Laura Clark and Sorna Khakzad, University of West Florida “Promoting Cultural Tourism through Maritime Cultural Landscape”
Mike Thomin, Florida Public Archaeology Network and Sorna Khakzad, University of West Florida “Connecting Rivers, Sea, and Land: Panhandle National Maritime Heritage Area”
Panel 2: The Presence of the Past: Maritime Places, Pirates, and ‘Pendages
Chair: Michael Verney, Library Company of Philadelphia
Marti Klein, California State University Fullerton “The Leg I Left Behind Me…All on the Plains of Mexico”
Elizabeth Nyman, Texas A&M—Galveston “Piracy Through the Ages: Looking to the Past for Modern Solutions”
Amy Mitchell-Cook, University of West Florida “Mother Mother Ocean: Utilizing an Online Educational Platform to Connect Audiences with Research Regarding the Gulf of Mexico”

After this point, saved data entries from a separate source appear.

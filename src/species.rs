use reqwest::{Client, StatusCode};
use serde::Deserialize;
use std::collections::HashSet;
use std::future::Future;

use crate::config::SpeciesConfig;
use crate::normalizer::CanonicalKey;
use crate::types::{SpeciesRecord, Stat};

/// Anything that can resolve a [`CanonicalKey`] to a [`SpeciesRecord`].
///
/// [`SpeciesClient`] is the real implementation. The cache is generic over
/// this trait so lookups can be served from other sources in tests.
pub trait SpeciesSource: Send + Sync {
    /// Fetch the record for `key`. Called at most once per cache miss.
    fn fetch(
        &self,
        key: &CanonicalKey,
    ) -> impl Future<Output = Result<SpeciesRecord, LookupError>> + Send;
}

/// Errors from the species data source.
#[derive(Debug, Clone, thiserror::Error)]
pub enum LookupError {
    /// HTTP 404: the data source does not know this species.
    #[error("No species named '{0}'")]
    NotFound(String),

    /// Timeout, transport failure, non-404 error status or bad JSON.
    #[error("{0}")]
    Failed(String),
}

/// HTTP client for PokéAPI's `/pokemon/{name}` resource.
///
/// # Example
/// ```no_run
/// use pokedex_vision::{normalize_name, SpeciesClient, SpeciesConfig, SpeciesSource};
///
/// # async fn example() -> Result<(), Box<dyn std::error::Error>> {
/// let client = SpeciesClient::new(SpeciesConfig::default());
/// let record = client.fetch(&normalize_name("Pikachu")?).await?;
/// println!("{} is {:?}", record.name, record.types);
/// # Ok(())
/// # }
/// ```
#[derive(Debug, Clone)]
pub struct SpeciesClient {
    http: Client,
    config: SpeciesConfig,
}

impl SpeciesClient {
    pub fn new(config: SpeciesConfig) -> Self {
        Self {
            http: Client::new(),
            config,
        }
    }

    /// Use a custom `reqwest::Client` (for connection pooling, proxies, TLS).
    pub fn with_http_client(mut self, client: Client) -> Self {
        self.http = client;
        self
    }

    /// Returns the configured endpoint URL.
    pub fn endpoint(&self) -> &str {
        &self.config.endpoint
    }
}

impl SpeciesSource for SpeciesClient {
    async fn fetch(&self, key: &CanonicalKey) -> Result<SpeciesRecord, LookupError> {
        let url = format!("{}/pokemon/{}", self.config.endpoint, key);
        tracing::debug!(%key, %url, "fetching species");

        let resp = self
            .http
            .get(&url)
            .timeout(self.config.timeout)
            .send()
            .await
            .map_err(|e| {
                if e.is_timeout() {
                    LookupError::Failed(format!("request to {} timed out", self.config.endpoint))
                } else {
                    LookupError::Failed(format!(
                        "cannot connect to {}: {}",
                        self.config.endpoint, e
                    ))
                }
            })?;

        let status = resp.status();
        if status == StatusCode::NOT_FOUND {
            tracing::info!(%key, "species not found");
            return Err(LookupError::NotFound(key.to_string()));
        }
        if !status.is_success() {
            let body = resp.text().await.unwrap_or_default();
            tracing::warn!(%key, status = status.as_u16(), "species lookup failed");
            return Err(LookupError::Failed(format!(
                "data source returned HTTP {}: {}",
                status.as_u16(),
                truncate(&body, 200)
            )));
        }

        let raw: RawPokemon = resp
            .json()
            .await
            .map_err(|e| LookupError::Failed(format!("invalid species payload: {}", e)))?;

        Ok(raw.into_record())
    }
}

fn truncate(text: &str, max: usize) -> &str {
    match text.char_indices().nth(max) {
        Some((idx, _)) => &text[..idx],
        None => text,
    }
}

// ── PokéAPI payload ─────────────────────────────────────────────────
// Only the fields a SpeciesRecord needs; serde ignores the rest.

#[derive(Debug, Deserialize)]
struct RawPokemon {
    name: String,
    height: u32,
    weight: u32,
    types: Vec<RawTypeSlot>,
    abilities: Vec<RawAbilitySlot>,
    stats: Vec<RawStat>,
    sprites: RawSprites,
}

#[derive(Debug, Deserialize)]
struct NamedResource {
    name: String,
}

#[derive(Debug, Deserialize)]
struct RawTypeSlot {
    #[serde(rename = "type")]
    kind: NamedResource,
}

#[derive(Debug, Deserialize)]
struct RawAbilitySlot {
    ability: NamedResource,
}

#[derive(Debug, Deserialize)]
struct RawStat {
    base_stat: u32,
    stat: NamedResource,
}

#[derive(Debug, Default, Deserialize)]
struct RawSprites {
    front_default: Option<String>,
    #[serde(default)]
    other: Option<RawOtherSprites>,
}

#[derive(Debug, Default, Deserialize)]
struct RawOtherSprites {
    #[serde(rename = "official-artwork", default)]
    official_artwork: Option<RawArtwork>,
}

#[derive(Debug, Default, Deserialize)]
struct RawArtwork {
    front_default: Option<String>,
}

impl RawPokemon {
    fn into_record(self) -> SpeciesRecord {
        let sprite = self
            .sprites
            .other
            .and_then(|o| o.official_artwork)
            .and_then(|a| a.front_default)
            .or(self.sprites.front_default);

        SpeciesRecord {
            name: self.name,
            types: dedup(self.types.into_iter().map(|t| t.kind.name)),
            abilities: dedup(self.abilities.into_iter().map(|a| a.ability.name)),
            height: self.height,
            weight: self.weight,
            sprite,
            stats: self
                .stats
                .into_iter()
                .map(|s| Stat {
                    name: s.stat.name,
                    value: s.base_stat,
                })
                .collect(),
        }
    }
}

/// Drop repeated names, keeping first occurrences in order.
fn dedup(names: impl Iterator<Item = String>) -> Vec<String> {
    let mut seen = HashSet::new();
    names.filter(|n| seen.insert(n.clone())).collect()
}
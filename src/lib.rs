//! # pokedex-vision
//!
//! Identify Pokémon from images with a vision LLM, then look them up on
//! [PokéAPI](https://pokeapi.co).
//!
//! ## Features
//!
//! - **Image classification** through any OpenAI-compatible chat completions
//!   endpoint (`gpt-4o` by default), with refusal detection
//! - **Name normalization** that turns chatty model answers
//!   (`"Pikachu!"`, `"Mr. Mime"`, `"Pikachu, possibly Raichu"`) into PokéAPI keys
//! - **Species lookup** with typed errors that keep "not found" apart from
//!   network failures
//! - **TTL cache** (1 hour by default) with an optional LRU capacity bound
//! - **Terminal presenter** and a per-user [`Session`]
//!
//! ## Quick Start
//!
//! ```rust,no_run
//! use pokedex_vision::{render, Pokedex};
//! use std::path::Path;
//!
//! #[tokio::main]
//! async fn main() -> Result<(), Box<dyn std::error::Error>> {
//!     // Reads OPENAI_API_KEY (and .env) before any network call
//!     let dex = Pokedex::from_env()?;
//!
//!     match dex.identify_file(Path::new("photo.jpg")).await {
//!         Ok(found) => print!("{}", render::render_record(&found.record)),
//!         Err(e) => eprintln!("{}", render::render_error(&e)),
//!     }
//!
//!     // Lookups by name skip the classifier and hit the cache
//!     let pikachu = dex.lookup("Pikachu!").await?;
//!     assert!(pikachu.has_type("electric"));
//!
//!     Ok(())
//! }
//! ```
//!
//! ## Name Normalization
//!
//! ```rust
//! use pokedex_vision::normalize_name;
//!
//! assert_eq!(normalize_name("Pikachu!").unwrap().as_str(), "pikachu");
//! assert_eq!(normalize_name("Mr. Mime").unwrap().as_str(), "mr-mime");
//! assert_eq!(normalize_name("Pikachu, possibly Raichu").unwrap().as_str(), "pikachu");
//! assert!(normalize_name("   ").is_err());
//! ```

pub mod cache;
pub mod classifier;
pub mod config;
pub mod encoder;
pub mod error;
pub mod normalizer;
pub mod pipeline;
pub mod render;
pub mod session;
pub mod species;
pub mod types;

// Re-export main types at crate root
pub use cache::SpeciesCache;
pub use classifier::{classify, classify_image, ClassifierError};
pub use config::{CacheConfig, ClassifierConfig, PokedexConfig, SpeciesConfig};
pub use encoder::{encode_image, read_image_base64, sniff_mime};
pub use error::{PokedexError, Result};
pub use normalizer::{normalize_name, CanonicalKey};
pub use pipeline::Pokedex;
pub use session::Session;
pub use species::{LookupError, SpeciesClient, SpeciesSource};
pub use types::{Identification, SpeciesRecord, Stat};
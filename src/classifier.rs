use reqwest::{Client, StatusCode};
use serde_json::{json, Value};
use std::time::Instant;

use crate::config::ClassifierConfig;
use crate::encoder;

const SYSTEM_PROMPT: &str =
    "You are a Pokémon identifier. Respond with ONLY the Pokémon name in lowercase.";

const USER_PROMPT: &str = "What Pokémon is this?";

/// Answers a model gives when it cannot see a Pokémon.
const REFUSALS: &[&str] = &[
    "none",
    "unknown",
    "not a pokemon",
    "not a pokémon",
    "no pokemon",
    "no pokémon",
    "unable to identify",
];

/// Identify the Pokémon in a raw image.
///
/// Encodes the bytes, sniffs the MIME type and calls [`classify`].
pub async fn classify_image(
    client: &Client,
    config: &ClassifierConfig,
    image: &[u8],
) -> Result<String, ClassifierError> {
    let encoded = encoder::encode_image(image);
    classify(client, config, &encoded, encoder::sniff_mime(image)).await
}

/// Ask the vision model which Pokémon a base64-encoded image shows.
///
/// Issues exactly one `POST {endpoint}/chat/completions` request and returns
/// the model's trimmed answer. Nothing is cached and nothing is retried.
///
/// # Errors
///
/// Returns an error if:
/// - `image_b64` is empty (no request is sent)
/// - The request times out or the endpoint is unreachable
/// - The API rejects the credential (401/403) or rate-limits (429)
/// - The response has no usable message content
/// - The model answers with a refusal such as "unknown"
pub async fn classify(
    client: &Client,
    config: &ClassifierConfig,
    image_b64: &str,
    mime: &str,
) -> Result<String, ClassifierError> {
    if image_b64.is_empty() {
        return Err(ClassifierError::EmptyImage);
    }

    let body = json!({
        "model": config.model,
        "messages": [
            {
                "role": "system",
                "content": SYSTEM_PROMPT,
            },
            {
                "role": "user",
                "content": [
                    { "type": "text", "text": USER_PROMPT },
                    {
                        "type": "image_url",
                        "image_url": { "url": encoder::data_url(mime, image_b64) },
                    },
                ],
            },
        ],
        "max_tokens": config.max_tokens,
        "temperature": config.temperature,
    });

    let url = format!("{}/chat/completions", config.endpoint);
    tracing::debug!(model = %config.model, bytes = image_b64.len(), "sending image to classifier");
    let started = Instant::now();

    let resp = client
        .post(&url)
        .timeout(config.timeout)
        .bearer_auth(&config.api_key)
        .json(&body)
        .send()
        .await
        .map_err(|e| {
            if e.is_timeout() {
                ClassifierError::Timeout
            } else {
                ClassifierError::Connection(config.endpoint.clone(), e.to_string())
            }
        })?;

    let status = resp.status();
    if !status.is_success() {
        let text = resp.text().await.unwrap_or_default();
        tracing::warn!(status = status.as_u16(), "classifier rejected request");
        return Err(match status {
            StatusCode::UNAUTHORIZED | StatusCode::FORBIDDEN => ClassifierError::AuthRejected,
            StatusCode::TOO_MANY_REQUESTS => ClassifierError::RateLimited,
            _ => ClassifierError::Http(status.as_u16(), text),
        });
    }

    let json: Value = resp.json().await.map_err(|e| {
        if e.is_timeout() {
            ClassifierError::Timeout
        } else {
            ClassifierError::MalformedResponse(e.to_string())
        }
    })?;

    let guess = extract_content(&json)?;
    tracing::info!(
        guess = %guess,
        elapsed_ms = started.elapsed().as_millis() as u64,
        "classifier answered"
    );

    if is_refusal(&guess) {
        return Err(ClassifierError::Unidentified(guess));
    }

    Ok(guess)
}

/// Pull `choices[0].message.content` out of a chat completion.
fn extract_content(json: &Value) -> Result<String, ClassifierError> {
    let content = json
        .get("choices")
        .and_then(|c| c.get(0))
        .and_then(|c| c.get("message"))
        .and_then(|m| m.get("content"))
        .and_then(|v| v.as_str())
        .ok_or_else(|| ClassifierError::MalformedResponse("missing message content".into()))?;

    let trimmed = content.trim();
    if trimmed.is_empty() {
        return Err(ClassifierError::MalformedResponse("empty message content".into()));
    }
    Ok(trimmed.to_string())
}

fn is_refusal(guess: &str) -> bool {
    let lowered = guess
        .trim()
        .trim_end_matches(|c: char| c.is_ascii_punctuation())
        .to_lowercase();
    REFUSALS.contains(&lowered.as_str())
}

/// Errors that can occur while classifying an image.
#[derive(Debug, thiserror::Error)]
pub enum ClassifierError {
    #[error("Image is empty")]
    EmptyImage,

    #[error("Classifier request timed out")]
    Timeout,

    #[error("Cannot connect to classifier at {0}: {1}")]
    Connection(String, String),

    #[error("Classifier rejected the API key")]
    AuthRejected,

    #[error("Classifier rate limit exceeded")]
    RateLimited,

    #[error("Classifier returned HTTP {0}: {1}")]
    Http(u16, String),

    #[error("Malformed classifier response: {0}")]
    MalformedResponse(String),

    #[error("No Pokémon recognised (model said {0:?})")]
    Unidentified(String),
}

Della Scott-Ireton, Florida Public Archaeology Network “A Walk on the Waterfront: Interpreting Pensacola’s Maritime Heritage for Passersby”
10:45 – 11:00 Break
11:00 – 12:15 Breakout Session 2 Roundtable: Underwater Archaeology on Lakes and Rivers: Methods, Practice, Projects
Moderator: Alicia Caporaso, Bureau of Ocean Energy Management
Panelists: Allison Fields, University of Oklahoma, William Lees, Florida Public Archaeology Network, Michael C. Tuttle, Independent Scholar
12:15 – 1:00 Travel to Great Rivers Museum
1:00 – 2:00 Catered lunch at the museum
2:00 – 4:00 Tour the museum on your own
4:00 – 5:00 Presentation on steamboat Montana – Annalies Corbin and reception
5:00 – 5:30 Travel to hotel
Tuesday, May 22
8:00 – 12:00 Registration
8:30 – 10:00 Breakout Session 3
Panel 3 Indigenous Waters: The Place and Power of the Maritime among Native Peoples
Chair: Jamin Wells, University of West Florida
Alicia Caporaso, Bureau of Ocean Energy Management “The Submerged Cypress Forest and the Paleolandscape of the Gulf of Mexico”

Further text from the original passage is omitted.